Cette technologie, brevetée et récompensée au CES de Las Vegas en 2018 mérite qu’on s’y arrête : elle reproduit la présence humaine via la dispersion de dioxyde de carbone recyclé imitant la respiration humaine, associée à un leurre olfactif reproduisant l’odeur corporelle. Attirée à proximité, le moustique femelle est aspiré dans la borne et détruite. Le tout, sans insecticide donc, et en épargnant à 99 % les autres insectes.
En parallèle, Qista a développé des outils de monitoring permettant de quantifier le nombre de moustiques piégés et de déterminer les espèces présentes dans les environs. Des données précieuses pour les autorités locales, en matière de suivi et de prévention sanitaire. La PME a déjà vendu quelque 14 000 bornes, installées dans 36 territoires géographiques (incluant plusieurs DOM-TOM, français donc).
Positionnée sur un marché porteur, tiré par un réchauffement climatique favorisant la croissance des populations des différentes espèces de moustiques, Qista a doublé, chaque année, son chiffre d’affaires sur les trois dernières années. Celui-ci a atteint 7 millions d’euros en 2024, dont près de 30 % à l’export désormais. Qista estime qu’à horizon 2028, son chiffre d’affaires devrait dépasser les 15 millions d’euros, dont 70 % seront réalisés hors de France.
Des jackpots au bout d’opportunités

Initialement, la priorité de Pierre Bellagambi était plutôt centrée sur la France. Mais les opportunités export n’ont pas tardé à se présenter d’elles-mêmes avec, pour certaines, des petits jackpots à la clé.
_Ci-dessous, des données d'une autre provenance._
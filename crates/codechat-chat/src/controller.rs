//! Chat controller: the single place where session and transcript change.
//!
//! Every user action and every background completion arrives as a
//! [`UiEvent`]. Handling an event mutates state synchronously and returns the
//! [`Effect`]s the caller has to perform. Nothing here touches the network,
//! so transitions can be driven directly in tests.

use codechat_core::config::{ChatConfig, CodechatConfig};
use codechat_core::types::{Attachment, EntryId, EntryStatus, Role, TranscriptEntry, View};

use crate::client::AskRequest;
use crate::error::ChatError;
use crate::event::{Effect, OutboundRequest, UiEvent};
use crate::exchange::{Exchange, ExchangeState};
use crate::session::Session;
use crate::transcript::Transcript;
use crate::voice::{RecognitionSettings, SpeechError};

pub const EMPTY_NAME_ALERT: &str = "Please enter your name!";
pub const MISSING_ATTACHMENT_ALERT: &str = "Please select a file before asking a question.";
pub const VOICE_UNSUPPORTED_ALERT: &str = "Voice input is not supported on this system.";
pub const NO_SPEECH_ALERT: &str = "🎤 No speech detected! Please speak clearly into the mic.";

pub struct ChatController {
    config: ChatConfig,
    voice_settings: RecognitionSettings,
    voice_available: bool,
    view: View,
    session: Session,
    transcript: Transcript,
    exchanges: Vec<Exchange>,
    draft: String,
    last_error: Option<ChatError>,
}

impl ChatController {
    /// Create a controller on the welcome view.
    ///
    /// `voice_available` is the result of probing the speech recognizer.
    pub fn new(config: &CodechatConfig, voice_available: bool) -> Self {
        Self {
            config: config.chat.clone(),
            voice_settings: RecognitionSettings::from(&config.voice),
            voice_available,
            view: View::Welcome,
            session: Session::new(),
            transcript: Transcript::new(),
            exchanges: Vec::new(),
            draft: String::new(),
            last_error: None,
        }
    }

    pub fn view(&self) -> View {
        self.view
    }

    pub fn session(&self) -> &Session {
        &self.session
    }

    pub fn transcript(&self) -> &Transcript {
        &self.transcript
    }

    pub fn exchanges(&self) -> &[Exchange] {
        &self.exchanges
    }

    /// Current content of the input field.
    pub fn draft(&self) -> &str {
        &self.draft
    }

    /// The most recent error an event produced, validation included.
    ///
    /// Diagnostic only: a rejected event leaves view, session, transcript,
    /// exchanges and draft exactly as they were.
    pub fn last_error(&self) -> Option<&ChatError> {
        self.last_error.as_ref()
    }

    pub fn chat_config(&self) -> &ChatConfig {
        &self.config
    }

    /// Text of `entry` as shown to the user.
    pub fn display_text(&self, entry: &TranscriptEntry) -> String {
        entry.display_text(&self.config.bot_marker)
    }

    /// Apply one event and return the effects it produced.
    pub fn dispatch(&mut self, event: UiEvent) -> Vec<Effect> {
        match event {
            UiEvent::NameConfirmed(raw) => self.handle_name(&raw),
            UiEvent::InputChanged(text) => {
                self.draft = text;
                Vec::new()
            }
            UiEvent::AttachmentSelected(attachment) => self.handle_attachment(attachment),
            UiEvent::MessageSubmitted(raw) => self.handle_submit(&raw),
            UiEvent::VoiceRequested => self.handle_voice_request(),
            UiEvent::VoiceRecognized(text) => {
                self.draft = text.clone();
                let mut effects = vec![Effect::SetInput(text.clone())];
                effects.extend(self.handle_submit(&text));
                effects
            }
            UiEvent::VoiceFailed(err) => self.handle_voice_failure(err),
            UiEvent::AnswerReceived { bot_entry, outcome } => self.handle_answer(bot_entry, outcome),
        }
    }

    pub fn confirm_name(&mut self, raw_input: &str) -> Vec<Effect> {
        self.dispatch(UiEvent::NameConfirmed(raw_input.to_string()))
    }

    pub fn select_attachment(&mut self, attachment: Attachment) -> Vec<Effect> {
        self.dispatch(UiEvent::AttachmentSelected(attachment))
    }

    pub fn submit_message(&mut self, text: &str) -> Vec<Effect> {
        self.dispatch(UiEvent::MessageSubmitted(text.to_string()))
    }

    pub fn start_voice_capture(&mut self) -> Vec<Effect> {
        self.dispatch(UiEvent::VoiceRequested)
    }

    fn handle_name(&mut self, raw: &str) -> Vec<Effect> {
        if self.view == View::Chat {
            tracing::debug!("Name confirmation ignored, chat view already open");
            return Vec::new();
        }

        let name = raw.trim();
        if name.is_empty() {
            self.last_error = Some(ChatError::EmptyName);
            return vec![Effect::Alert(EMPTY_NAME_ALERT.to_string())];
        }

        self.session.set_user_name(name.to_string());
        self.view = View::Chat;
        tracing::info!(user_name = %name, "Chat view opened");
        vec![Effect::ShowChat {
            user_name: name.to_string(),
        }]
    }

    fn handle_attachment(&mut self, attachment: Attachment) -> Vec<Effect> {
        let effects = vec![
            Effect::Notice(attachment.label()),
            Effect::Alert(attachment.ready_notice()),
        ];
        tracing::info!(file_name = %attachment.file_name, "Attachment selected");
        if let Some(previous) = self.session.select_attachment(attachment) {
            tracing::debug!(file_name = %previous.file_name, "Previous attachment replaced");
        }
        effects
    }

    fn handle_submit(&mut self, raw: &str) -> Vec<Effect> {
        if self.view != View::Chat {
            tracing::debug!("Message ignored, chat view not open");
            return Vec::new();
        }

        let question = raw.trim();
        if question.is_empty() {
            self.last_error = Some(ChatError::EmptyMessage);
            return Vec::new();
        }

        if self.config.require_attachment && self.session.pending_attachment().is_none() {
            self.last_error = Some(ChatError::MissingAttachment);
            return vec![Effect::Alert(MISSING_ATTACHMENT_ALERT.to_string())];
        }

        let attachment = self
            .session
            .attachment_for_send(self.config.attachment_policy);
        let user_entry =
            self.transcript
                .append(Role::User, question.to_string(), EntryStatus::Final);
        let bot_entry = self.transcript.append(
            Role::Bot,
            self.config.pending_text.clone(),
            EntryStatus::Pending,
        );

        let mut exchange = Exchange::new(user_entry, bot_entry, attachment.is_some());
        exchange.advance(ExchangeState::Submitted);
        tracing::info!(
            exchange_id = %exchange.id,
            bot_entry = %bot_entry,
            with_attachment = exchange.with_attachment,
            "Question submitted"
        );
        self.exchanges.push(exchange);
        self.draft.clear();

        vec![
            Effect::EntryAppended(user_entry),
            Effect::EntryAppended(bot_entry),
            Effect::ClearInput,
            Effect::Send(OutboundRequest {
                bot_entry,
                request: AskRequest::new(question.to_string(), attachment),
            }),
        ]
    }

    fn handle_answer(
        &mut self,
        bot_entry: EntryId,
        outcome: Result<String, ChatError>,
    ) -> Vec<Effect> {
        let Some(exchange) = self
            .exchanges
            .iter_mut()
            .find(|e| e.bot_entry == bot_entry)
        else {
            tracing::warn!(bot_entry = %bot_entry, "Answer for unknown entry dropped");
            return Vec::new();
        };
        if exchange.state().is_terminal() {
            tracing::warn!(bot_entry = %bot_entry, state = %exchange.state(), "Answer for settled entry dropped");
            return Vec::new();
        }

        let (text, target) = match outcome {
            Ok(answer) => {
                tracing::info!(exchange_id = %exchange.id, answer_len = answer.len(), "Answer received");
                (answer, ExchangeState::Resolved)
            }
            Err(err) => {
                tracing::error!(exchange_id = %exchange.id, error = %err, "Error fetching answer");
                self.last_error = Some(err);
                (self.config.error_text.clone(), ExchangeState::Failed)
            }
        };
        exchange.advance(target);
        self.transcript.resolve(bot_entry, text);
        vec![Effect::EntryUpdated(bot_entry)]
    }

    fn handle_voice_request(&mut self) -> Vec<Effect> {
        if self.view != View::Chat {
            tracing::debug!("Voice request ignored, chat view not open");
            return Vec::new();
        }
        if !self.voice_available {
            self.last_error = Some(ChatError::CapabilityUnavailable);
            return vec![Effect::Alert(VOICE_UNSUPPORTED_ALERT.to_string())];
        }
        vec![Effect::StartVoice(self.voice_settings.clone())]
    }

    fn handle_voice_failure(&mut self, err: SpeechError) -> Vec<Effect> {
        tracing::warn!(error = %err, "Voice capture failed");
        let alert = match &err {
            SpeechError::NoSpeech => NO_SPEECH_ALERT.to_string(),
            SpeechError::Other(code) => format!("Voice error: {}", code),
        };
        self.last_error = Some(ChatError::Voice(err.to_string()));
        vec![Effect::Alert(alert)]
    }
}

// =============================================================================
// Tests
// =============================================================================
Stéfania Juan, la responsable du service export de Qista (ci-contre), fourmille d’exemples.
C’est l’histoire de ce partenariat exclusif conclu en 2024 avec le groupe émirien Al Kharyyat Investment (AKI) aux Émirats Arabes Unis (EAU), qui lui a, d’emblée signé une commande ferme de 520 bornes anti-moustiques pour des hôtels et sites touristiques locaux. La PME n’avait alors procédé à aucune démarche de prospection en ce sens, c’est un salarié d’AKI qui a fait les présentations… Celui-ci connaissait Qista pour lui avoir acheté une borne quelque temps auparavant afin d’équiper une maison lui appartenant en France.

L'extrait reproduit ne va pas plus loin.